◆ To do: Read through the listing below and return only the lines containing "FetchOptions".

◆ Data to use:
impl<T> SliceState<T> {
    pub fn loaded(&self) -> Option<&T> {
        match self {
            SliceState::Loaded(value) => Some(value),
            _ => None,
        }
    }

    pub fn is_loading(&self) -> bool {
        matches!(self, SliceState::Loading(_))
    }

    fn ticket(&self) -> Option<FetchTicket> {
        match self {
            SliceState::Loading(ticket) => Some(*ticket),
            _ => None,
        }
    }
}

/// Fetched payload for one slice.
#[derive(Debug, Clone, PartialEq)]
pub enum SliceData {
    EnhancedMetrics(EnhancedMetrics),
    Technical(TechnicalReport),
    News(Vec<NewsArticle>),
    AiNarrative(AiNarrative),
}

/// A finished fetch, ready to be applied to the view.
#[derive(Debug, Clone, PartialEq)]
pub struct FetchOutcome {
    pub ticket: FetchTicket,
    pub result: Result<SliceData, String>,
}

/// Page-level load state.
#[derive(Debug, Clone, PartialEq)]
pub enum PageState {
    Loading,
    Loaded(Box<StockDetail>),
    Failed(String),
}

/// Fetches started and cancelled by a view transition.
#[derive(Debug, Clone, Default, PartialEq)]
pub struct Transition {
    pub started: Option<FetchTicket>,
    pub cancelled: Option<FetchTicket>,
}

/// Parameters for slice fetches.
#[derive(Debug, Clone, Copy)]
pub struct FetchOptions {
    pub lookback_days: u32,
    pub news_limit: u32,
}

impl Default for FetchOptions {
    fn default() -> Self {
        Self {
            lookback_days: crate::api::DEFAULT_LOOKBACK_DAYS,
            news_limit: crate::api::DEFAULT_NEWS_LIMIT,
        }
    }
}

/// State of one stock detail page.
pub struct DetailView {
    pub symbol: String,
    pub use_defaults: bool,
    pub page: PageState,
    pub active_tab: Tab,
    pub enhanced: SliceState<EnhancedMetrics>,
    pub technical: SliceState<TechnicalReport>,
    pub news: SliceState<Vec<NewsArticle>>,
    pub ai: SliceState<AiNarrative>,
    pub loaded_at: Option<Instant>,
    next_ticket: u64,
}

impl DetailView {
    pub fn new(symbol: &str, use_defaults: bool) -> Self {
        Self {
            symbol: symbol.trim().to_uppercase(),
            use_defaults,
            page: PageState::Loading,
            active_tab: Tab::Summary,
            enhanced: SliceState::Idle,
            technical: SliceState::Idle,
            news: SliceState::Idle,
            ai: SliceState::Idle,
            loaded_at: None,
            next_ticket: 0,
        }
    }

    pub fn detail(&self) -> Option<&StockDetail> {
        match &self.page {
            PageState::Loaded(detail) => Some(detail),
            _ => None,
        }
    }

    /// Apply the page fetch. On success the active tab's slice starts loading.
    pub fn page_loaded(&mut self, result: Result<StockDetail, GatewayError>) -> Option<FetchTicket> {
        match result {
            Ok(detail) => {
                if !detail.latest_news.is_empty() {
                    self.news = SliceState::Loaded(detail.latest_news.clone());
                }
                self.page = PageState::Loaded(Box::new(detail));
                self.loaded_at = Some(Instant::now());
                self.enter(self.active_tab)
            }
            Err(e) => {
                debug!(symbol = %self.symbol, error = %e, "detail fetch failed");
                self.page = PageState::Failed(PAGE_ERROR_MESSAGE.to_string());
                None
            }
        }
    }

    /// Switch tabs. Leaving a tab with an in-flight fetch cancels it.
    pub fn select_tab(&mut self, tab: Tab) -> Transition {
        if tab == self.active_tab {
            return Transition::default();
        }

        let cancelled = self
            .active_tab
            .slice()
            .and_then(|kind| self.cancel(kind));
        self.active_tab = tab;

        Transition {
            started: self.enter(tab),
            cancelled,
        }
    }

    /// Re-issue the page fetch after a failure. Returns true if a fetch is needed.
    pub fn retry_page(&mut self) -> bool {
        if matches!(self.page, PageState::Failed(_)) {
            self.page = PageState::Loading;
            true
        } else {
            false
        }
    }

    /// Re-issue the active tab's fetch if it errored.
    pub fn retry_tab(&mut self) -> Option<FetchTicket> {
        let kind = self.active_tab.slice()?;
        if !self.is_errored(kind) {
            return None;
        }
        self.reset(kind);
        self.enter(self.active_tab)
    }

    /// Tickets of every fetch still in flight.
    pub fn pending(&self) -> Vec<FetchTicket> {
        [
            self.enhanced.ticket(),
            self.technical.ticket(),
            self.news.ticket(),
            self.ai.ticket(),
        ]
        .into_iter()
        .flatten()
        .collect()
    }

    /// Apply a finished fetch. Returns false when the ticket is stale.
    pub fn apply(&mut self, outcome: FetchOutcome) -> bool {
        let FetchOutcome { ticket, result } = outcome;
        if self.ticket_of(ticket.kind) != Some(ticket) {
            debug!(symbol = %self.symbol, ?ticket, "dropping stale fetch outcome");
            return false;
        }

        match result {
            Ok(SliceData::EnhancedMetrics(data)) => self.enhanced = SliceState::Loaded(data),
            Ok(SliceData::Technical(data)) => self.technical = SliceState::Loaded(data),
            Ok(SliceData::News(articles)) => {
                if let PageState::Loaded(detail) = &mut self.page {
                    detail.latest_news = articles.clone();
                }
                self.news = SliceState::Loaded(articles);
            }
            Ok(SliceData::AiNarrative(data)) => self.ai = SliceState::Loaded(data),
            Err(message) => self.set_error(ticket.kind, message),
        }
        true
    }

    fn enter(&mut self, tab: Tab) -> Option<FetchTicket> {
        self.detail()?;
        let kind = tab.slice()?;
        if !self.is_idle(kind) {
            return None;
        }

        self.next_ticket += 1;
        let ticket = FetchTicket {
            kind,
            id: self.next_ticket,
        };
        match kind {
            SliceKind::EnhancedMetrics => self.enhanced = SliceState::Loading(ticket),
            SliceKind::Technical => self.technical = SliceState::Loading(ticket),
            SliceKind::News => self.news = SliceState::Loading(ticket),
            SliceKind::AiNarrative => self.ai = SliceState::Loading(ticket),
        }
        Some(ticket)
    }

    fn cancel(&mut self, kind: SliceKind) -> Option<FetchTicket> {
        let ticket = self.ticket_of(kind)?;
        self.reset(kind);
        Some(ticket)
    }

    fn reset(&mut self, kind: SliceKind) {
        match kind {
            SliceKind::EnhancedMetrics => self.enhanced = SliceState::Idle,
            SliceKind::Technical => self.technical = SliceState::Idle,
            SliceKind::News => self.news = SliceState::Idle,
            SliceKind::AiNarrative => self.ai = SliceState::Idle,
        }
    }

    fn set_error(&mut self, kind: SliceKind, message: String) {
        match kind {
            SliceKind::EnhancedMetrics => self.enhanced = SliceState::Errored(message),
            SliceKind::Technical => self.technical = SliceState::Errored(message),
            SliceKind::News => self.news = SliceState::Errored(message),
            SliceKind::AiNarrative => self.ai = SliceState::Errored(message),
        }
    }

    fn ticket_of(&self, kind: SliceKind) -> Option<FetchTicket> {
        match kind {
            SliceKind::EnhancedMetrics => self.enhanced.ticket(),
            SliceKind::Technical => self.technical.ticket(),
            SliceKind::News => self.news.ticket(),
            SliceKind::AiNarrative => self.ai.ticket(),
        }
    }

    fn is_idle(&self, kind: SliceKind) -> bool {
        match kind {
            SliceKind::EnhancedMetrics => matches!(self.enhanced, SliceState::Idle),
            SliceKind::Technical => matches!(self.technical, SliceState::Idle),
            SliceKind::News => matches!(self.news, SliceState::Idle),
            SliceKind::AiNarrative => matches!(self.ai, SliceState::Idle),
        }
    }

    fn is_errored(&self, kind: SliceKind) -> bool {
        match kind {
            SliceKind::EnhancedMetrics => matches!(self.enhanced, SliceState::Errored(_)),
            SliceKind::Technical => matches!(self.technical, SliceState::Errored(_)),
            SliceKind::News => matches!(self.news, SliceState::Errored(_)),
            SliceKind::AiNarrative => matches!(self.ai, SliceState::Errored(_)),
        }
    }
}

◆ Response below:
pub struct FetchOptions {
impl Default for FetchOptions {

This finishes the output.